A Model of Zymogen Factor XII: Insights into Protease Activation

• When not bound to a surface, FXII adopts a “closed” conformation that is resistant to activation by plasma kallikrein.

• Intramolecular interactions between the fibronectin type 2, kringle and catalytic domains maintain the closed conformation.

In plasma, the zymogens factor XII (FXII) and prekallikrein reciprocally convert each other to the proteases FXIIa and plasma kallikrein (PKa). PKa cleaves high-molecular-weight kininogen (HK) to release bradykinin, which contributes to regulation of blood vessel tone and permeability. Plasma FXII is normally in a "closed" conformation that limits activation by PKa. When FXII binds to a surface during contact activation it assumes an "open" conformation that increases the rate of activation by PKa.
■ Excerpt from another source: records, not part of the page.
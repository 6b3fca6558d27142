//! Format resolution: file extension → [`Format`] → [`Strategy`].
//!
//! The extension is the only signal. Content is never sniffed, so a PNG
//! renamed to `.pdf` is handed to the PDF engine and fails there.
//!
//! The (source, target) table lives in [`Strategy::select`]. Every arm names
//! exactly one strategy and the match is exhaustive over both enums, so a new
//! format or target cannot be added without deciding what it maps to.

use crate::error::ConvertError;
use serde::{Deserialize, Serialize};
use std::fmt;
use std::path::Path;

/// A source format recognised from a file extension.
#[derive(Debug, Clone, Copy, PartialEq, Eq, Hash, Serialize, Deserialize)]
#[serde(rename_all = "lowercase")]
pub enum Format {
    Pdf,
    Docx,
    /// Legacy binary Word. Only the automation host can read it.
    Doc,
    Pptx,
    /// `.jpg` or `.jpeg`
    Jpeg,
    Png,
}

impl Format {
    /// Map a bare extension (no dot, any case) to a format.
    pub fn from_extension(ext: &str) -> Option<Self> {
        match ext.to_ascii_lowercase().as_str() {
            "pdf" => Some(Format::Pdf),
            "docx" => Some(Format::Docx),
            "doc" => Some(Format::Doc),
            "pptx" => Some(Format::Pptx),
            "jpg" | "jpeg" => Some(Format::Jpeg),
            "png" => Some(Format::Png),
            _ => None,
        }
    }

    /// Format of `path`, judged by its extension alone.
    pub fn from_path(path: &Path) -> Option<Self> {
        path.extension()
            .and_then(|e| e.to_str())
            .and_then(Self::from_extension)
    }

    pub fn is_image(self) -> bool {
        matches!(self, Format::Jpeg | Format::Png)
    }
}

impl fmt::Display for Format {
    fn fmt(&self, f: &mut fmt::Formatter<'_>) -> fmt::Result {
        let s = match self {
            Format::Pdf => "pdf",
            Format::Docx => "docx",
            Format::Doc => "doc",
            Format::Pptx => "pptx",
            Format::Jpeg => "jpeg",
            Format::Png => "png",
        };
        f.write_str(s)
    }
}

/// The three conversion directions, one per CLI entry point.
#[derive(Debug, Clone, Copy, PartialEq, Eq, Hash, Serialize, Deserialize)]
#[serde(rename_all = "lowercase")]
pub enum TargetFormat {
    Docx,
    Pdf,
    Pptx,
}

impl TargetFormat {
    /// Upper-case label used in status lines ("... to DOCX").
    pub fn label(self) -> &'static str {
        match self {
            TargetFormat::Docx => "DOCX",
            TargetFormat::Pdf => "PDF",
            TargetFormat::Pptx => "PPTX",
        }
    }

    pub fn extension(self) -> &'static str {
        match self {
            TargetFormat::Docx => "docx",
            TargetFormat::Pdf => "pdf",
            TargetFormat::Pptx => "pptx",
        }
    }
}

impl fmt::Display for TargetFormat {
    fn fmt(&self, f: &mut fmt::Formatter<'_>) -> fmt::Result {
        f.write_str(self.label())
    }
}

/// One concrete (source, target) conversion.
#[derive(Debug, Clone, Copy, PartialEq, Eq, Serialize, Deserialize)]
#[serde(rename_all = "snake_case")]
pub enum Strategy {
    /// pdfium page text → DOCX paragraphs, one page per section.
    PdfToDocx,
    /// OCR the image, embed the recognised text.
    ImageToDocx,
    /// Slide titles and text shapes → headings and paragraphs.
    PptxToDocx,
    /// Word document printed to PDF by the automation host.
    WordToPdf,
    /// Presentation printed to PDF by the automation host.
    PptxToPdf,
    /// Image placed on a single PDF page, alpha flattened.
    ImageToPdf,
    /// Each rendered page becomes a full-bleed picture slide.
    PdfToPptx,
    /// The image becomes one full-bleed picture slide.
    ImageToPptx,
    /// Each non-empty paragraph becomes a title-only slide.
    DocxToPptx,
}

impl Strategy {
    /// The dispatch table. `None` means the pair is unsupported.
    pub fn select(source: Format, target: TargetFormat) -> Option<Self> {
        use Format::*;
        match (target, source) {
            (TargetFormat::Docx, Pdf) => Some(Strategy::PdfToDocx),
            (TargetFormat::Docx, Jpeg | Png) => Some(Strategy::ImageToDocx),
            (TargetFormat::Docx, Pptx) => Some(Strategy::PptxToDocx),
            (TargetFormat::Docx, Docx | Doc) => None,

            (TargetFormat::Pdf, Docx | Doc) => Some(Strategy::WordToPdf),
            (TargetFormat::Pdf, Pptx) => Some(Strategy::PptxToPdf),
            (TargetFormat::Pdf, Jpeg | Png) => Some(Strategy::ImageToPdf),
            (TargetFormat::Pdf, Pdf) => None,

            (TargetFormat::Pptx, Pdf) => Some(Strategy::PdfToPptx),
            (TargetFormat::Pptx, Jpeg | Png) => Some(Strategy::ImageToPptx),
            (TargetFormat::Pptx, Docx) => Some(Strategy::DocxToPptx),
            (TargetFormat::Pptx, Doc | Pptx) => None,
        }
    }

    /// Source extensions accepted for `target`, for help text.
    pub fn accepted_extensions(target: TargetFormat) -> &'static [&'static str] {
        match target {
            TargetFormat::Docx => &["pdf", "jpg", "jpeg", "png", "pptx"],
            TargetFormat::Pdf => &["docx", "doc", "pptx", "jpg", "jpeg", "png"],
            TargetFormat::Pptx => &["pdf", "jpg", "jpeg", "png", "docx"],
        }
    }

    /// Name of the external engine this strategy depends on.
    pub fn engine_name(self) -> &'static str {
        match self {
            Strategy::PdfToDocx | Strategy::PdfToPptx => "pdfium",
            Strategy::ImageToDocx => "tesseract",
            Strategy::WordToPdf | Strategy::PptxToPdf => "office host",
            Strategy::ImageToPdf => "printpdf",
            Strategy::PptxToDocx | Strategy::DocxToPptx | Strategy::ImageToPptx => "ooxml",
        }
    }
}

/// Resolve `path` for conversion to `target`.
///
/// Returns the detected [`Format`] and the [`Strategy`] that handles it, or
/// [`ConvertError::UnsupportedFormat`] with the lowercased extension.
pub fn resolve(path: &Path, target: TargetFormat) -> Result<(Format, Strategy), ConvertError> {
    let unsupported = || ConvertError::UnsupportedFormat {
        extension: dotted_extension(path),
        target,
    };
    let format = Format::from_path(path).ok_or_else(unsupported)?;
    let strategy = Strategy::select(format, target).ok_or_else(unsupported)?;
    Ok((format, strategy))
}

/// `.ext` in lowercase, or an empty string when there is no extension.
pub fn dotted_extension(path: &Path) -> String {
    path.extension()
        .map(|e| format!(".{}", e.to_string_lossy().to_lowercase()))
        .unwrap_or_default()
}

#[cfg(test)]
mod tests {
    use super::*;
    use std::path::PathBuf;

    #[test]
    fn extension_is_case_insensitive() {
        assert_eq!(Format::from_extension("PDF"), Some(Format::Pdf));
        assert_eq!(Format::from_extension("JpEg"), Some(Format::Jpeg));
        assert_eq!(Format::from_extension("jpg"), Some(Format::Jpeg));
        assert_eq!(Format::from_extension("txt"), None);
    }

    #[test]
    fn path_without_extension_is_unknown() {
        assert_eq!(Format::from_path(Path::new("/tmp/README")), None);
        assert_eq!(dotted_extension(Path::new("/tmp/README")), "");
    }

    #[test]
    fn table_matches_cli_surface() {
        let cases = [
            ("a.pdf", TargetFormat::Docx, Some(Strategy::PdfToDocx)),
            ("a.PNG", TargetFormat::Docx, Some(Strategy::ImageToDocx)),
            ("a.pptx", TargetFormat::Docx, Some(Strategy::PptxToDocx)),
            ("a.docx", TargetFormat::Docx, None),
            ("a.doc", TargetFormat::Pdf, Some(Strategy::WordToPdf)),
            ("a.docx", TargetFormat::Pdf, Some(Strategy::WordToPdf)),
            ("a.pptx", TargetFormat::Pdf, Some(Strategy::PptxToPdf)),
            ("a.jpg", TargetFormat::Pdf, Some(Strategy::ImageToPdf)),
            ("a.pdf", TargetFormat::Pdf, None),
            ("a.pdf", TargetFormat::Pptx, Some(Strategy::PdfToPptx)),
            ("a.jpeg", TargetFormat::Pptx, Some(Strategy::ImageToPptx)),
            ("a.docx", TargetFormat::Pptx, Some(Strategy::DocxToPptx)),
            ("a.doc", TargetFormat::Pptx, None),
        ];
        for (path, target, expected) in cases {
            let got = resolve(&PathBuf::from(path), target).ok().map(|(_, s)| s);
            assert_eq!(got, expected, "{path} → {target}");
        }
    }

    #[test]
    fn accepted_extensions_agree_with_table() {
        for target in [TargetFormat::Docx, TargetFormat::Pdf, TargetFormat::Pptx] {
            for ext in Strategy::accepted_extensions(target) {
                let format = Format::from_extension(ext).unwrap();
                assert!(
                    Strategy::select(format, target).is_some(),
                    "{ext} listed for {target} but has no strategy"
                );
            }
        }
    }

    #[test]
    fn unsupported_reports_lowercased_extension() {
        let err = resolve(Path::new("notes.TXT"), TargetFormat::Pdf).unwrap_err();
        match err {
            ConvertError::UnsupportedFormat { extension, target } => {
                assert_eq!(extension, ".txt");
                assert_eq!(target, TargetFormat::Pdf);
            }
            other => panic!("unexpected error: {other}"),
        }
    }
}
Mutations in FXII that disrupt the closed conformation have been identified in patients with conditions associated with excessive bradykinin formation. Using FXII structures predicted by AlphaFold, we generated models for the closed form of human FXII that we tested with site-directed mutagenesis. The best model predicts multiple interactions between the fibronectin type 2, kringle and catalytic domains involving highly conserved amino acids that restrict access to the FXII activation cleavage sites. Based on the model, we expressed FXII with single amino acid substitutions and studied their effects on FXII activation by PKa. Replacements for Arg36 in the fibronectin type 2 domain; Glu225, Asp253 or Trp268 in the kringle domain, or Lys346 near the activation cleavage site were activated >10-fold faster by PKa than wild type FXII. Adding these proteins to plasma resulted in rapid HK cleavage due to markedly enhanced reciprocal activation with PK. The results support a model that explains the behavior of FXII in solution. Conformational changes involving the identified amino acids likely occur when FXII binds to a surface to facilitate activation.